Effect of Photo‐Irradiation on Mitochondrially‐Associated Signaling in C2C12 Muscle Cells

Laser therapy (phototherapy) is a clinical treatment used to promote tissue healing and improve muscle function in patients with musculoskeletal injury. However, the underlying cellular and molecular mechanisms responsible for the positive clinical outcomes are poorly understood. One proposed mechanism suggests specific wavelengths (710–1100‐nm) of light are preferentially absorbed by, and activate mitochondria in skeletal muscle to alter mitochondrial bioenergetics/biogenesis and potentially improve muscle regeneration post‐injury. To elucidate the underlying mechanisms, we applied varying treatment doses of phototherapy (0.42, 2.57, 8.14, 14.85, 22.80 and 29.60 J/cm2; 810–935nm; LiteCure LCT‐1000) to cultured muscle cells (C2C12 myotubes) and examined the activation of key mitochondrial biogenesis signalling proteins (AMPK, p38).
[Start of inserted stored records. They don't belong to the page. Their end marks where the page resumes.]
//! Pin assignments for the LCD plate and the Pi header.
//!
//! Single source of truth: every driver references this module rather than
//! hard-coding bit positions.
//!
//! The plate is an MCP23017 expander wired as follows:
//!
//! | Bit | GPIOA         | GPIOB               |
//! |-----|---------------|---------------------|
//! | 0   | SELECT button | red LED             |
//! | 1   | RIGHT button  | HD44780 D7          |
//! | 2   | DOWN button   | HD44780 D6          |
//! | 3   | UP button     | HD44780 D5          |
//! | 4   | LEFT button   | HD44780 D4          |
//! | 5   | unused input  | HD44780 EN (clock)  |
//! | 6   | backlight     | HD44780 R/W         |
//! | 7   | green LED     | HD44780 RS          |

// ---------------------------------------------------------------------------
// Bank A: buttons, backlight, green LED
// ---------------------------------------------------------------------------

/// Button inputs on GPIOA, including the unused sixth input.
pub const BUTTON_MASK: u8 = 0b0011_1111;
/// Buttons that raise interrupt-on-change.
pub const BUTTON_INTERRUPT_MASK: u8 = 0b0001_1111;
/// Backlight control (active low).
pub const BACKLIGHT_BIT: u8 = 1 << 6;
/// Green status LED.
pub const GREEN_LED_BIT: u8 = 1 << 7;

// ---------------------------------------------------------------------------
// Bank B: HD44780 control and data lines, red LED
// ---------------------------------------------------------------------------

/// Register Select: 0 = command, 1 = character data.
pub const LCD_RS: u8 = 0b1000_0000;
/// Read/Write: held low, the plate only writes.
pub const LCD_RW: u8 = 0b0100_0000;
/// Enable (clock).  The controller latches on the falling edge.
pub const LCD_EN: u8 = 0b0010_0000;
/// Red status LED, shares the byte with the display lines.
pub const RED_LED_BIT: u8 = 0b0000_0001;

// ---------------------------------------------------------------------------
// Bus addresses and Pi header
// ---------------------------------------------------------------------------

/// Default I2C address of the plate's expander.
pub const EXPANDER_ADDRESS: u8 = 0x20;
/// The two logging sensors: inside and outside.
pub const SENSOR_ADDRESSES: [u8; 2] = [0x48, 0x4A];
/// BCM GPIO carrying the expander's open-drain interrupt (header pin 26).
pub const BUTTON_INTERRUPT_GPIO: u8 = 7;
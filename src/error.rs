//! Unified error type for the temperature logger.
//!
//! Three categories cover everything the core can report: a bus transaction
//! that did not complete, a setting that was rejected before it reached the
//! hardware, and a peripheral that was not found at startup.  All variants
//! are `Copy` so the control loop can log and flag them without allocation.

use core::fmt;

use embedded_hal::i2c::{self, ErrorKind};

// ---------------------------------------------------------------------------
// Top-level error
// ---------------------------------------------------------------------------

/// Every fallible operation in the crate funnels into this type.
#[derive(Debug, Clone, Copy, PartialEq, Eq)]
pub enum Error {
    /// An I2C transaction failed (device not present, NACK, timeout, ...).
    /// Retried by the next scheduled cycle.
    Bus(ErrorKind),
    /// An address or setting is out of range.  Returned before any bus
    /// traffic, so cached driver state is unchanged.
    Configuration(&'static str),
    /// An expected peripheral did not answer during startup.
    HardwareAbsent(&'static str),
}

impl Error {
    /// Collapse any HAL-specific I2C error into [`Error::Bus`].
    pub fn bus<E: i2c::Error>(err: E) -> Self {
        Self::Bus(err.kind())
    }

    /// True for transport failures, which the loop recovers from locally.
    pub const fn is_bus(&self) -> bool {
        matches!(self, Self::Bus(_))
    }
}

impl fmt::Display for Error {
    fn fmt(&self, f: &mut fmt::Formatter<'_>) -> fmt::Result {
        match self {
            Self::Bus(kind) => write!(f, "bus: {kind}"),
            Self::Configuration(msg) => write!(f, "configuration: {msg}"),
            Self::HardwareAbsent(what) => write!(f, "hardware absent: {what}"),
        }
    }
}

impl std::error::Error for Error {}

// ---------------------------------------------------------------------------
// Convenience Result alias
// ---------------------------------------------------------------------------

/// Crate-wide `Result` alias.
pub type Result<T> = core::result::Result<T, Error>;
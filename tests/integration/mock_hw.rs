//! Mock hardware for integration tests.
//!
//! [`FakeBus`] emulates the whole I2C segment: an MCP23017 on the plate
//! (register file, button inputs, interrupt capture) and any number of
//! TMP100-class sensors.  Bank-B writes are decoded back into HD44780
//! bytes so tests can assert on what the display was sent.

#![allow(dead_code)]

use std::cell::RefCell;
use std::collections::{HashMap, VecDeque};
use std::rc::Rc;
use std::sync::Arc;

use chrono::{DateTime, Local, TimeZone};
use embedded_hal::delay::DelayNs;
use embedded_hal::i2c::{ErrorKind, ErrorType, I2c, NoAcknowledgeSource, Operation};

use thermoplate::app::events::SampleRecord;
use thermoplate::app::ports::{Clock, EventSource, SampleSink};
use thermoplate::app::service::{MonitorController, probe_display};
use thermoplate::drivers::lcd::{CLEAR, FLIP, ROW2_ADDRESS, SET_DDRAM};
use thermoplate::events::MonitorSignals;
use thermoplate::pins;
use thermoplate::scheduler::ScheduleEvent;
use thermoplate::sensors::{Resolution, SensorChannel};

pub const EXPANDER: u8 = 0x20;
pub const INSIDE: u8 = 0x48;
pub const OUTSIDE: u8 = 0x4A;

const GPIOA: u8 = 0x12;
const GPIOB: u8 = 0x13;
const OLATA: u8 = 0x14;
const INTCAPA: u8 = 0x10;

// ── Emulated devices ──────────────────────────────────────────

#[derive(Debug, Default)]
pub struct FakeExpander {
    pub registers: [u8; 0x16],
    /// Raw button state (active-high, as seen after IPOLA).
    pub buttons: u8,
    pub intcap_reads: usize,
    /// Number of upcoming INTCAPA reads to NACK.
    pub intcap_failures: usize,
    pub bank_b_writes: Vec<u8>,
}

#[derive(Debug, Default)]
pub struct FakeSensor {
    pub temperature: [u8; 2],
    pub config: u8,
    pub temperature_reads: usize,
    pub failing: bool,
}

#[derive(Debug, Default)]
pub struct BusState {
    pub expander: Option<FakeExpander>,
    pub sensors: HashMap<u8, FakeSensor>,
    /// Every transaction attempted, by address.
    pub transactions: Vec<u8>,
}

/// Shared, cloneable handle on the emulated bus.
#[derive(Clone, Default)]
pub struct FakeBus(pub Rc<RefCell<BusState>>);

impl FakeBus {
    pub fn new(with_plate: bool) -> Self {
        let bus = Self::default();
        {
            let mut s = bus.0.borrow_mut();
            if with_plate {
                s.expander = Some(FakeExpander::default());
            }
            s.sensors.insert(INSIDE, FakeSensor::default());
            s.sensors.insert(OUTSIDE, FakeSensor::default());
        }
        bus
    }

    pub fn set_temperature(&self, address: u8, raw: [u8; 2]) {
        self.0.borrow_mut().sensors.get_mut(&address).unwrap().temperature = raw;
    }

    pub fn set_sensors_failing(&self, failing: bool) {
        for s in self.0.borrow_mut().sensors.values_mut() {
            s.failing = failing;
        }
    }

    pub fn temperature_reads(&self) -> usize {
        self.0.borrow().sensors.values().map(|s| s.temperature_reads).sum()
    }

    pub fn sensor_config(&self, address: u8) -> u8 {
        self.0.borrow().sensors[&address].config
    }

    pub fn press(&self, buttons: u8) {
        self.with_plate(|p| p.buttons = buttons);
    }

    pub fn with_plate<R>(&self, f: impl FnOnce(&mut FakeExpander) -> R) -> R {
        f(self.0.borrow_mut().expander.as_mut().expect("no plate on this bus"))
    }

    pub fn register(&self, reg: u8) -> u8 {
        self.with_plate(|p| p.registers[usize::from(reg)])
    }

    pub fn fail_intcap_reads(&self, count: usize) {
        self.with_plate(|p| p.intcap_failures = count);
    }

    pub fn intcap_reads(&self) -> usize {
        self.with_plate(|p| p.intcap_reads)
    }

    pub fn transactions_to(&self, address: u8) -> usize {
        self.0.borrow().transactions.iter().filter(|a| **a == address).count()
    }

    /// Bytes latched by the display controller, as (rs, byte).
    pub fn lcd_bytes(&self) -> Vec<(bool, u8)> {
        let writes = self.with_plate(|p| p.bank_b_writes.clone());
        let mut nibbles = Vec::new();
        let mut prev_en = false;
        for w in writes {
            let en = w & pins::LCD_EN != 0;
            if prev_en && !en {
                let n = FLIP.iter().position(|f| *f == w & 0x1E).unwrap() as u8;
                nibbles.push((w & pins::LCD_RS != 0, n));
            }
            prev_en = en;
        }
        nibbles
            .chunks(2)
            .map(|pair| (pair[0].0, pair[0].1 << 4 | pair[1].1))
            .collect()
    }

    /// Text written since the last CLEAR, with the row-2 jump as `'\n'`.
    pub fn screen_text(&self) -> String {
        let bytes = self.lcd_bytes();
        let start = bytes
            .iter()
            .rposition(|b| *b == (false, CLEAR))
            .map_or(0, |i| i + 1);
        bytes[start..]
            .iter()
            .filter_map(|(rs, b)| match (rs, *b) {
                (true, c) => Some(c as char),
                (false, c) if c == SET_DDRAM | ROW2_ADDRESS => Some('\n'),
                _ => None,
            })
            .collect()
    }

    pub fn last_command(&self) -> Option<u8> {
        self.lcd_bytes()
            .into_iter()
            .rev()
            .find_map(|(rs, b)| (!rs).then_some(b))
    }
}

impl ErrorType for FakeBus {
    type Error = ErrorKind;
}

impl I2c for FakeBus {
    fn transaction(&mut self, address: u8, operations: &mut [Operation<'_>]) -> Result<(), ErrorKind> {
        let nack = ErrorKind::NoAcknowledge(NoAcknowledgeSource::Address);
        let mut state = self.0.borrow_mut();
        state.transactions.push(address);

        if address == EXPANDER {
            let Some(plate) = state.expander.as_mut() else {
                return Err(nack);
            };
            let mut pointer = 0u8;
            for op in operations.iter_mut() {
                match op {
                    Operation::Write(bytes) => {
                        pointer = bytes[0];
                        if let Some(&value) = bytes.get(1) {
                            plate.registers[usize::from(pointer)] = value;
                            if pointer == GPIOB {
                                plate.bank_b_writes.push(value);
                            }
                        }
                    }
                    Operation::Read(buf) => {
                        buf[0] = match pointer {
                            GPIOA => plate.buttons | (plate.registers[usize::from(OLATA)] & 0xC0),
                            INTCAPA if plate.intcap_failures > 0 => {
                                plate.intcap_failures -= 1;
                                return Err(nack);
                            }
                            INTCAPA => {
                                plate.intcap_reads += 1;
                                plate.buttons
                            }
                            reg => plate.registers[usize::from(reg)],
                        };
                    }
                }
            }
            return Ok(());
        }

        let Some(sensor) = state.sensors.get_mut(&address) else {
            return Err(nack);
        };
        let mut pointer = 0u8;
        for op in operations.iter_mut() {
            match op {
                Operation::Write(bytes) => {
                    pointer = bytes[0];
                    if pointer == 0x01 && bytes.len() == 2 {
                        sensor.config = bytes[1];
                    }
                }
                Operation::Read(buf) => match pointer {
                    0x00 => {
                        if sensor.failing {
                            return Err(ErrorKind::Other);
                        }
                        sensor.temperature_reads += 1;
                        buf.copy_from_slice(&sensor.temperature[..buf.len()]);
                    }
                    0x01 => buf[0] = sensor.config,
                    _ => buf.fill(0),
                },
            }
        }
        Ok(())
    }
}

pub struct NoopDelay;

impl DelayNs for NoopDelay {
    fn delay_ns(&mut self, _ns: u32) {}
}

// ── Ports ─────────────────────────────────────────────────────

/// Replays a fixed list of events, then asks the loop to stop.
pub struct ScriptedEvents {
    script: VecDeque<ScheduleEvent>,
    signals: Arc<MonitorSignals>,
    pub display_restarts: usize,
}

impl ScriptedEvents {
    pub fn new(signals: Arc<MonitorSignals>, script: &[ScheduleEvent]) -> Self {
        Self {
            script: script.iter().copied().collect(),
            signals,
            display_restarts: 0,
        }
    }
}

impl EventSource for ScriptedEvents {
    fn wait(&mut self) -> ScheduleEvent {
        self.script.pop_front().unwrap_or_else(|| {
            self.signals.request_stop();
            ScheduleEvent::Timeout
        })
    }

    fn restart_display_timer(&mut self) {
        self.display_restarts += 1;
    }
}

#[derive(Default)]
pub struct MemorySink {
    pub records: Vec<SampleRecord>,
}

impl SampleSink for MemorySink {
    fn record(&mut self, sample: &SampleRecord) -> std::io::Result<()> {
        self.records.push(*sample);
        Ok(())
    }
}

pub struct FixedClock(pub DateTime<Local>);

impl FixedClock {
    pub fn new() -> Self {
        Self(Local.with_ymd_and_hms(2026, 10, 18, 12, 0, 0).unwrap())
    }
}

impl Clock for FixedClock {
    fn now(&self) -> DateTime<Local> {
        self.0
    }
}

// ── Rig ───────────────────────────────────────────────────────

pub type Controller = MonitorController<FakeBus, NoopDelay>;

pub struct Rig {
    pub bus: FakeBus,
    pub signals: Arc<MonitorSignals>,
    pub controller: Controller,
    pub sink: MemorySink,
    pub clock: FixedClock,
}

impl Rig {
    /// Sensors at 12-bit resolution, plate optional.
    pub fn new(with_plate: bool) -> Self {
        let bus = FakeBus::new(with_plate);
        let signals = Arc::new(MonitorSignals::new());
        let display = probe_display(bus.clone(), EXPANDER, NoopDelay);
        let sensors = [INSIDE, OUTSIDE]
            .map(|a| SensorChannel::configure(bus.clone(), a, Resolution::Bits12).unwrap());
        let controller = MonitorController::new(sensors, display, signals.clone());
        Self {
            bus,
            signals,
            controller,
            sink: MemorySink::default(),
            clock: FixedClock::new(),
        }
    }

    pub fn events(&self, script: &[ScheduleEvent]) -> ScriptedEvents {
        ScriptedEvents::new(self.signals.clone(), script)
    }

    pub fn run(&mut self, events: &mut ScriptedEvents) {
        self.controller.run(events, &mut self.sink, &self.clock);
    }

    pub fn step(&mut self, events: &mut impl EventSource) -> thermoplate::app::service::StepOutcome {
        self.controller.step(events, &mut self.sink, &self.clock)
    }
}
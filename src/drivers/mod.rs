//! LCD plate drivers: expander registers, HD44780 display, buttons.

pub mod button;
pub mod expander;
pub mod lcd;
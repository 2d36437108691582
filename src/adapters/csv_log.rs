//! CSV sample log.
//!
//! One line per scheduled sample, `ctime,t0,f0,t1,f1`, appended and flushed
//! immediately so a power cut loses at most the line being written.
//! Rotation is left to the host (logrotate with `copytruncate`).

use std::fs::{File, OpenOptions};
use std::io::{self, Write};
use std::path::Path;

use log::info;

use crate::app::events::SampleRecord;
use crate::app::ports::SampleSink;

pub struct CsvSampleLog<W> {
    out: W,
}

impl CsvSampleLog<File> {
    /// Open `path` for appending, creating it if needed.
    pub fn open(path: impl AsRef<Path>) -> io::Result<Self> {
        let path = path.as_ref();
        let file = OpenOptions::new().create(true).append(true).open(path)?;
        info!("CSV: appending samples to {}", path.display());
        Ok(Self::new(file))
    }
}

impl<W: Write> CsvSampleLog<W> {
    pub fn new(out: W) -> Self {
        Self { out }
    }

    pub fn into_inner(self) -> W {
        self.out
    }
}

impl<W: Write> SampleSink for CsvSampleLog<W> {
    fn record(&mut self, sample: &SampleRecord) -> io::Result<()> {
        writeln!(self.out, "{sample}")?;
        self.out.flush()
    }
}
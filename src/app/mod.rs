//! Application core: the monitor loop and the formats it renders.
//!
//! The controller only talks to the outside world through the traits in
//! [`ports`] (event source, sample sink, clock) and the driver types it is
//! handed at construction, so the whole loop runs against fakes in tests.

pub mod events;
pub mod format;
pub mod ports;
pub mod service;
//! One temperature sensor on the shared bus.
//!
//! [`SensorChannel`] is generic over the register encoding.  The parts every
//! TMP10x shares (temperature read, T_LOW/T_HIGH thresholds) live on the
//! generic impl; the configuration register layout differs per part and is
//! exposed on codec-specific impls.

use embedded_hal::i2c::I2c;
use log::{debug, info};

use crate::error::{Error, Result};
use crate::sensors::codec::{Resolution, TemperatureCodec, Tmp100Codec, Tmp102Codec};

/// TMP10x pointer register values.
pub mod register {
    pub const TEMPERATURE: u8 = 0x00;
    pub const CONFIG: u8 = 0x01;
    pub const T_LOW: u8 = 0x02;
    pub const T_HIGH: u8 = 0x03;
}

/// Which alert threshold register.
#[derive(Debug, Clone, Copy, PartialEq, Eq)]
pub enum Bound {
    Low,
    High,
}

impl Bound {
    const fn register(self) -> u8 {
        match self {
            Self::Low => register::T_LOW,
            Self::High => register::T_HIGH,
        }
    }
}

pub struct SensorChannel<I2C, C> {
    i2c: I2C,
    address: u8,
    codec: C,
}

impl<I2C: I2c, C: TemperatureCodec> SensorChannel<I2C, C> {
    /// Wrap a sensor without touching the bus.
    pub fn new(i2c: I2C, address: u8, codec: C) -> Self {
        Self {
            i2c,
            address,
            codec,
        }
    }

    pub fn address(&self) -> u8 {
        self.address
    }

    pub fn codec(&self) -> &C {
        &self.codec
    }

    fn read_pair(&mut self, reg: u8) -> Result<[u8; 2]> {
        let mut buf = [0u8; 2];
        self.i2c
            .write_read(self.address, &[reg], &mut buf)
            .map_err(Error::bus)?;
        Ok(buf)
    }

    /// Current temperature in °C.
    pub fn read_celsius(&mut self) -> Result<f64> {
        let raw = self.read_pair(register::TEMPERATURE)?;
        Ok(self.codec.decode(raw))
    }

    /// Program an alert threshold.  The value is clamped to the sensor's
    /// specified range before encoding.
    pub fn set_threshold(&mut self, bound: Bound, celsius: f64) -> Result<()> {
        if celsius.is_nan() {
            return Err(Error::Configuration("threshold is not a number"));
        }
        let (lo, hi) = self.codec.valid_range();
        let [b0, b1] = self.codec.encode(celsius.clamp(lo, hi));
        self.i2c
            .write(self.address, &[bound.register(), b0, b1])
            .map_err(Error::bus)
    }

    pub fn threshold(&mut self, bound: Bound) -> Result<f64> {
        let raw = self.read_pair(bound.register())?;
        Ok(self.codec.decode(raw))
    }

    pub fn release(self) -> I2C {
        self.i2c
    }
}

// ---------------------------------------------------------------------------
// TMP102
// ---------------------------------------------------------------------------

/// TMP102 conversion rate (CR1:CR0).
#[derive(Debug, Clone, Copy, PartialEq, Eq)]
#[repr(u8)]
pub enum ConversionRate {
    QuarterHz = 0,
    OneHz = 1,
    FourHz = 2,
    EightHz = 3,
}

/// Consecutive faults before the alert asserts (F1:F0).
#[derive(Debug, Clone, Copy, PartialEq, Eq)]
#[repr(u8)]
pub enum FaultQueue {
    One = 0,
    Two = 1,
    Four = 2,
    Six = 3,
}

#[derive(Debug, Clone, Copy, PartialEq, Eq)]
#[repr(u8)]
pub enum AlertPolarity {
    ActiveLow = 0,
    ActiveHigh = 1,
}

/// Thermostat mode (TM).
#[derive(Debug, Clone, Copy, PartialEq, Eq)]
#[repr(u8)]
pub enum AlertMode {
    Comparator = 0,
    Interrupt = 1,
}

/// A field of the two-byte TMP102 configuration register.
///
/// Byte 0: `OS R1 R0 F1 F0 POL TM SD`, byte 1: `CR1 CR0 AL EM 0 0 0 0`.
#[derive(Debug, Clone, Copy)]
struct ConfigField {
    byte: usize,
    shift: u8,
    width: u8,
}

impl ConfigField {
    const SHUTDOWN: Self = Self::new(0, 0, 1);
    const ALERT_MODE: Self = Self::new(0, 1, 1);
    const POLARITY: Self = Self::new(0, 2, 1);
    const FAULT_QUEUE: Self = Self::new(0, 3, 2);
    const EXTENDED: Self = Self::new(1, 4, 1);
    const ALERT: Self = Self::new(1, 5, 1);
    const CONVERSION_RATE: Self = Self::new(1, 6, 2);

    const fn new(byte: usize, shift: u8, width: u8) -> Self {
        Self { byte, shift, width }
    }

    const fn mask(self) -> u8 {
        (((1u16 << self.width) - 1) as u8) << self.shift
    }

    fn extract(self, config: [u8; 2]) -> u8 {
        (config[self.byte] & self.mask()) >> self.shift
    }

    fn inject(self, mut config: [u8; 2], value: u8) -> [u8; 2] {
        config[self.byte] = (config[self.byte] & !self.mask()) | ((value << self.shift) & self.mask());
        config
    }
}

impl<I2C: I2c> SensorChannel<I2C, Tmp102Codec> {
    /// Addresses selectable with the ADD0 pin.
    pub const ADDRESSES: [u8; 4] = [0x48, 0x49, 0x4A, 0x4B];

    /// Validate the address and learn the current extended-mode setting
    /// from the chip.
    pub fn probe(i2c: I2C, address: u8) -> Result<Self> {
        if !Self::ADDRESSES.contains(&address) {
            return Err(Error::Configuration("TMP102 address must be 0x48..=0x4B"));
        }
        let mut channel = Self::new(i2c, address, Tmp102Codec::default());
        let config = channel.read_config()?;
        info!(
            "TMP102 0x{:02x}: config 0x{:02x} 0x{:02x}",
            address, config[0], config[1]
        );
        channel.codec.extended = ConfigField::EXTENDED.extract(config) != 0;
        Ok(channel)
    }

    fn read_config(&mut self) -> Result<[u8; 2]> {
        self.read_pair(register::CONFIG)
    }

    fn update_config(&mut self, field: ConfigField, value: u8) -> Result<()> {
        let current = self.read_config()?;
        let next = field.inject(current, value);
        debug!(
            "TMP102 0x{:02x}: config {:02x?} -> {:02x?}",
            self.address, current, next
        );
        self.i2c
            .write(self.address, &[register::CONFIG, next[0], next[1]])
            .map_err(Error::bus)
    }

    /// Switch between 12-bit (-55..128 °C) and 13-bit (-55..150 °C) range.
    pub fn set_extended_mode(&mut self, extended: bool) -> Result<()> {
        self.update_config(ConfigField::EXTENDED, u8::from(extended))?;
        self.codec.extended = extended;
        Ok(())
    }

    pub fn set_conversion_rate(&mut self, rate: ConversionRate) -> Result<()> {
        self.update_config(ConfigField::CONVERSION_RATE, rate as u8)
    }

    /// Stop continuous conversion.
    pub fn shutdown(&mut self) -> Result<()> {
        self.update_config(ConfigField::SHUTDOWN, 1)
    }

    pub fn wake_up(&mut self) -> Result<()> {
        self.update_config(ConfigField::SHUTDOWN, 0)
    }

    pub fn set_alert_polarity(&mut self, polarity: AlertPolarity) -> Result<()> {
        self.update_config(ConfigField::POLARITY, polarity as u8)
    }

    pub fn set_fault_queue(&mut self, faults: FaultQueue) -> Result<()> {
        self.update_config(ConfigField::FAULT_QUEUE, faults as u8)
    }

    pub fn set_alert_mode(&mut self, mode: AlertMode) -> Result<()> {
        self.update_config(ConfigField::ALERT_MODE, mode as u8)
    }

    /// State of the AL bit.
    pub fn alert(&mut self) -> Result<bool> {
        let config = self.read_config()?;
        Ok(ConfigField::ALERT.extract(config) != 0)
    }
}

// ---------------------------------------------------------------------------
// TMP100
// ---------------------------------------------------------------------------

impl<I2C: I2c> SensorChannel<I2C, Tmp100Codec> {
    /// Write the resolution and log the configuration register read back.
    pub fn configure(i2c: I2C, address: u8, resolution: Resolution) -> Result<Self> {
        let mut channel = Self::new(i2c, address, Tmp100Codec::new(resolution));
        channel.set_resolution(resolution)?;
        let config = channel.config_register()?;
        info!("TMP100 0x{:02x}: config 0x{:02x}", address, config);
        Ok(channel)
    }

    /// Program R1:R0.  The rest of the configuration byte is reset to zero.
    pub fn set_resolution(&mut self, resolution: Resolution) -> Result<()> {
        self.i2c
            .write(self.address, &[register::CONFIG, resolution.config_bits()])
            .map_err(Error::bus)?;
        self.codec.resolution = resolution;
        Ok(())
    }

    pub fn config_register(&mut self) -> Result<u8> {
        let mut buf = [0u8; 1];
        self.i2c
            .write_read(self.address, &[register::CONFIG], &mut buf)
            .map_err(Error::bus)?;
        Ok(buf[0])
    }
}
Laser treatment caused phosphorylated‐AMPK (P‐AMPK) to increase in a traditional dose‐dependent manner, while phosphorylated‐p38 (P‐p38) exhibited a biphasic dose‐response. Thus, our preliminary findings indicate laser therapy evokes differential alterations in mitochondrial‐associated signaling molecules in C2C12 cells. Whether these acute phototherapy‐induced signaling changes will lead to an increase in functional mitochondria with longer‐term phototherapy in C2C12 cells has yet to be determined and is a focus of our future work.